Но самые лучшие стримы, конечно же, с караоке. Помнишь, мам, когда мы были на караоке вместе с тобой, что сказали? Главное — публика. Мы же это делаем, я же существую именно для вас, для почанов, для зрителей артист существует, он живет только ради зрителей. Да, все встали и аплодировали стоя, особенно на такие панчлайновые песни, как «Голубая луна». Мне самому больше всего понравилось.
— К чему это все может привести, как это может нравоучить кого-то, какие полезные качества это может в кого-то внести?

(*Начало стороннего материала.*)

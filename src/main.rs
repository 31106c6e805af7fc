use std::net::SocketAddr;
use std::sync::Arc;

use anyhow::Context;
use tokio::net::TcpListener;

use invoice_extractor::application::ports::{ExtractionStore, OracleResolver};
use invoice_extractor::application::services::{
    DeduplicationGate, JobRegistry, PipelineOrchestrator, Redactor, WorkerPool,
};
use invoice_extractor::infrastructure::artifacts::XlsxRenderer;
use invoice_extractor::infrastructure::llm::OracleFactory;
use invoice_extractor::infrastructure::observability::{TracingConfig, init_tracing};
use invoice_extractor::infrastructure::persistence::{
    InMemoryExtractionStore, PgExtractionStore, create_pool, ensure_schema,
};
use invoice_extractor::infrastructure::reference::FsReferenceLibrary;
use invoice_extractor::infrastructure::text_processing::{
    PdfiumTextExtractor, PlainTextExtractor,
};
use invoice_extractor::presentation::{AppState, Environment, Settings, create_router};

#[tokio::main]
async fn main() -> anyhow::Result<()> {
    dotenvy::dotenv().ok();

    let environment = Environment::from_env().map_err(anyhow::Error::msg)?;
    let settings = Settings::load(environment).context("Failed to load configuration")?;

    init_tracing(&TracingConfig::from_settings(
        environment.as_str(),
        &settings.logging,
    ));

    let store: Arc<dyn ExtractionStore> = match &settings.database.url {
        Some(url) => {
            let pool = create_pool(url, settings.database.max_connections).await?;
            ensure_schema(&pool).await?;
            Arc::new(PgExtractionStore::new(pool))
        }
        None => {
            tracing::warn!("No database configured, extractions are kept in memory");
            Arc::new(InMemoryExtractionStore::new())
        }
    };

    let redactor = Redactor::new(&settings.extraction.redaction_terms)
        .context("Invalid redaction term list")?;

    let registry = Arc::new(JobRegistry::new(settings.registry.subscriber_capacity));
    let oracles: Arc<dyn OracleResolver> = Arc::new(OracleFactory::new(settings.llm.clone()));

    let orchestrator = Arc::new(PipelineOrchestrator::new(
        Arc::clone(&registry),
        Arc::clone(&oracles),
        Arc::new(PdfiumTextExtractor::new()),
        Arc::new(PlainTextExtractor),
        Arc::new(FsReferenceLibrary::new(
            settings.storage.knowledge_dir.clone(),
            settings.storage.issuer_references.clone(),
        )),
        Arc::new(XlsxRenderer::new()),
        DeduplicationGate::new(store),
        redactor,
        WorkerPool::new(settings.workers.max_concurrency),
        settings.pipeline(),
    ));

    tracing::info!(
        strategy = %settings.extraction.strategy,
        batch_size = settings.extraction.batch_size,
        workers = settings.workers.max_concurrency,
        "Pipeline configured"
    );

    let state = AppState::new(
        orchestrator,
        oracles,
        settings.extraction.max_upload_bytes(),
    );
    let router = create_router(state);

    let addr: SocketAddr = format!("{}:{}", settings.server.host, settings.server.port)
        .parse()
        .context("Invalid server address")?;
    tracing::info!("Listening on {}", addr);

    let listener = TcpListener::bind(addr).await?;
    axum::serve(listener, router).await?;

    Ok(())
}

Е.: Я всегда всем хочу передать…
— Энергетику ты передаешь.
Е.: Словесно трудно передать, а вот энергетику я всегда пытаюсь передать, потому что понимаю, что старею, и меня скоро… Все мы не вечные, то есть не больше же ста лет я проживу. Мне бы хотелось, чтобы кто-то, глядя на меня потом однажды, сделал как я — а я, глядя на моих любимых актеров, на того же Караченцова, Абдулова, Ярмольника, Филатова, конечно, попытался все у них взять все, что они могли мне передать через экран. Вот. Все, что они могли мне передать, я бы у них взял. И я сейчас нахожусь в той же стадии, пытаюсь не просто передать это все зрителям, которые посмотрели, им понравилось, они потом спать пошли. Я пытаюсь научить следующее поколение актеров, артистов, возможно, еще нерожденных. Певцов — не буду врать, их не я должен учить. А вот именно актеров, артистов я хотел бы обучить всему тому, чему я могу обучить. Эта вся энергия, энергетика. Хочу вот что в концовочку вставить — этот фильм же есть в ютубе, «Вход в лабиринт», 1989 года. Там было в одной из серии такое, про врача Парацельса: когда он умирал, его приговорила к расстрелу инквизиция того времени, это просто делалось, заперли его в темницу. И он взял символический огонь (режиссер красиво придумал) и передал его как Прометей на ладони через решетку кому-то, непонятно кому. И это все дошло до наших дней, до будущего. Я тоже пытаюсь это сделать, но у меня намного больше времени, чем у Парацельса: у него одна ночь была, а у меня ночей побольше.
Л.: Ты свою деятельность уже начал.
Е.: Начал. Меньше года назад, скоро будет юбилей начала славы моей, известности, как я выстрелил.